[Opening Source records section]

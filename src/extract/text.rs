use std::fmt;

#[derive(Debug, Clone, Copy, PartialEq, Eq, PartialOrd, Ord)]
pub enum Location {
    Headline,
    Lede,
    /// 1-based paragraph number; paragraph 1 is always reported as the lede.
    Paragraph(usize),
    Body,
}

impl Location {
    pub fn paragraph(index: usize) -> Self {
        if index == 0 {
            Location::Lede
        } else {
            Location::Paragraph(index + 1)
        }
    }
}

impl fmt::Display for Location {
    fn fmt(&self, f: &mut fmt::Formatter<'_>) -> fmt::Result {
        match self {
            Location::Headline => f.write_str("headline"),
            Location::Lede => f.write_str("lede"),
            Location::Paragraph(number) => write!(f, "para {number}"),
            Location::Body => f.write_str("body"),
        }
    }
}

#[derive(Debug, Clone, PartialEq)]
pub struct Paragraph {
    pub index: usize,
    pub text: String,
    pub lower: String,
}

#[derive(Debug, Clone, PartialEq)]
pub struct Sentence {
    pub paragraph: usize,
    pub text: String,
}

#[derive(Debug, Clone, PartialEq, Default)]
pub struct Document {
    pub paragraphs: Vec<Paragraph>,
    pub sentences: Vec<Sentence>,
}

impl Document {
    pub fn parse(text: &str) -> Self {
        let blocks = split_paragraphs(text);
        let paragraphs = blocks
            .into_iter()
            .enumerate()
            .map(|(index, text)| Paragraph {
                index,
                lower: text.to_lowercase(),
                text,
            })
            .collect::<Vec<_>>();
        let sentences = paragraphs
            .iter()
            .flat_map(|paragraph| {
                split_sentences(&paragraph.text)
                    .into_iter()
                    .map(move |sentence| Sentence {
                        paragraph: paragraph.index,
                        text: sentence.to_string(),
                    })
            })
            .collect();
        Self {
            paragraphs,
            sentences,
        }
    }

    pub fn is_empty(&self) -> bool {
        self.paragraphs.is_empty()
    }

    pub fn lede(&self) -> Option<&Paragraph> {
        self.paragraphs.first()
    }

    pub fn word_count(&self) -> usize {
        self.paragraphs
            .iter()
            .map(|paragraph| words(&paragraph.text).count())
            .sum()
    }

    pub fn full_text(&self) -> String {
        self.paragraphs
            .iter()
            .map(|paragraph| paragraph.text.as_str())
            .collect::<Vec<_>>()
            .join("\n\n")
    }
}

// A single block spanning several lines is split line by line.
fn split_paragraphs(text: &str) -> Vec<String> {
    let mut blocks: Vec<Vec<&str>> = Vec::new();
    let mut current: Vec<&str> = Vec::new();
    for line in text.lines() {
        let trimmed = line.trim();
        if trimmed.is_empty() {
            if !current.is_empty() {
                blocks.push(std::mem::take(&mut current));
            }
        } else {
            current.push(trimmed);
        }
    }
    if !current.is_empty() {
        blocks.push(current);
    }

    if blocks.len() == 1 && blocks[0].len() > 1 {
        return blocks[0].iter().map(|line| line.to_string()).collect();
    }
    blocks.into_iter().map(|lines| lines.join(" ")).collect()
}

pub fn split_sentences(text: &str) -> Vec<&str> {
    let mut sentences = Vec::new();
    let mut start = 0;
    let mut chars = text.char_indices().peekable();
    while let Some((position, ch)) = chars.next() {
        if matches!(ch, '.' | '!' | '?') {
            if let Some(&(next_position, next)) = chars.peek() {
                if next.is_whitespace() {
                    let sentence = text[start..next_position].trim();
                    if !sentence.is_empty() {
                        sentences.push(sentence);
                    }
                    start = next_position;
                }
            } else {
                let sentence = text[start..position + ch.len_utf8()].trim();
                if !sentence.is_empty() {
                    sentences.push(sentence);
                }
                start = text.len();
            }
        }
    }
    let tail = text[start..].trim();
    if !tail.is_empty() {
        sentences.push(tail);
    }
    sentences
}

fn is_word_char(ch: char) -> bool {
    ch.is_alphanumeric() || ch == '_'
}

pub fn words(text: &str) -> impl Iterator<Item = &str> {
    text.split(|ch: char| !is_word_char(ch))
        .filter(|word| !word.is_empty())
}

/// Case-sensitive; callers pass lowercased text and terms.
pub fn count_term(haystack: &str, term: &str) -> usize {
    if term.is_empty() {
        return 0;
    }
    let needs_left = term.chars().next().map(is_word_char).unwrap_or(false);
    let needs_right = term.chars().last().map(is_word_char).unwrap_or(false);
    haystack
        .match_indices(term)
        .filter(|(position, _)| {
            let left_ok = !needs_left
                || haystack[..*position]
                    .chars()
                    .next_back()
                    .map(|ch| !is_word_char(ch))
                    .unwrap_or(true);
            let right_ok = !needs_right
                || haystack[position + term.len()..]
                    .chars()
                    .next()
                    .map(|ch| !is_word_char(ch))
                    .unwrap_or(true);
            left_ok && right_ok
        })
        .count()
}

pub fn contains_term(haystack: &str, term: &str) -> bool {
    count_term(haystack, term) > 0
}

pub fn count_quotes(text: &str) -> usize {
    let straight = text.chars().filter(|ch| *ch == '"').count() / 2;
    let open = text.chars().filter(|ch| *ch == '\u{201C}').count();
    let close = text.chars().filter(|ch| *ch == '\u{201D}').count();
    straight + open.min(close)
}

#[cfg(test)]
mod tests {
    use super::*;

    #[test]
    fn parse_splits_blank_line_paragraphs() {
        let doc = Document::parse("First para. Two sentences!\n\nSecond para\ncontinues here.\n\n\nThird?");
        assert_eq!(doc.paragraphs.len(), 3);
        assert_eq!(doc.paragraphs[1].text, "Second para continues here.");
        assert_eq!(doc.sentences.len(), 4);
        assert_eq!(doc.sentences[1].text, "Two sentences!");
        assert_eq!(doc.sentences[3].paragraph, 2);
    }

    #[test]
    fn parse_treats_lines_as_paragraphs_without_blank_lines() {
        let doc = Document::parse("Line one.\nLine two.\nLine three.");
        assert_eq!(doc.paragraphs.len(), 3);
        assert_eq!(doc.lede().map(|p| p.text.as_str()), Some("Line one."));
    }

    #[test]
    fn empty_text_has_no_paragraphs() {
        let doc = Document::parse("   \n\n  ");
        assert!(doc.is_empty());
        assert_eq!(doc.word_count(), 0);
    }

    #[test]
    fn split_sentences_keeps_decimal_numbers_together() {
        let sentences = split_sentences("Prices rose 2.5 percent. Analysts said so.");
        assert_eq!(sentences, vec!["Prices rose 2.5 percent.", "Analysts said so."]);
    }

    #[test]
    fn words_follow_word_character_runs() {
        let counted = words("Don't stop: 3 tests_passed!").collect::<Vec<_>>();
        assert_eq!(counted, vec!["Don", "t", "stop", "3", "tests_passed"]);
    }

    #[test]
    fn count_term_respects_word_boundaries() {
        assert_eq!(count_term("she said it; they said it", "said"), 2);
        assert_eq!(count_term("unsaid things", "said"), 0);
        assert_eq!(count_term("according to the mayor", "according to"), 1);
        assert_eq!(count_term("up 40% on the year", "%"), 1);
        assert!(contains_term("visit www.example.org today", "www."));
    }

    #[test]
    fn count_quotes_pairs_straight_and_curly() {
        assert_eq!(count_quotes(r#"He said "yes" and "no"."#), 2);
        assert_eq!(count_quotes("She said \u{201C}maybe\u{201D}."), 1);
        assert_eq!(count_quotes(r#"Unbalanced " quote"#), 0);
    }

    #[test]
    fn location_display_uses_lede_for_first_paragraph() {
        assert_eq!(Location::paragraph(0).to_string(), "lede");
        assert_eq!(Location::paragraph(2).to_string(), "para 3");
        assert_eq!(Location::Headline.to_string(), "headline");
    }
}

[Closing Source records section]

Work instruction: Of all the entries above, output exactly the lines between the one holding "pub fn words(text: &str)" and the one holding "let left_ok = !needs_left", inclusive.

Solution to the problem:
pub fn words(text: &str) -> impl Iterator<Item = &str> {
    text.split(|ch: char| !is_word_char(ch))
        .filter(|word| !word.is_empty())
}

/// Case-sensitive; callers pass lowercased text and terms.
pub fn count_term(haystack: &str, term: &str) -> usize {
    if term.is_empty() {
        return 0;
    }
    let needs_left = term.chars().next().map(is_word_char).unwrap_or(false);
    let needs_right = term.chars().last().map(is_word_char).unwrap_or(false);
    haystack
        .match_indices(term)
        .filter(|(position, _)| {
            let left_ok = !needs_left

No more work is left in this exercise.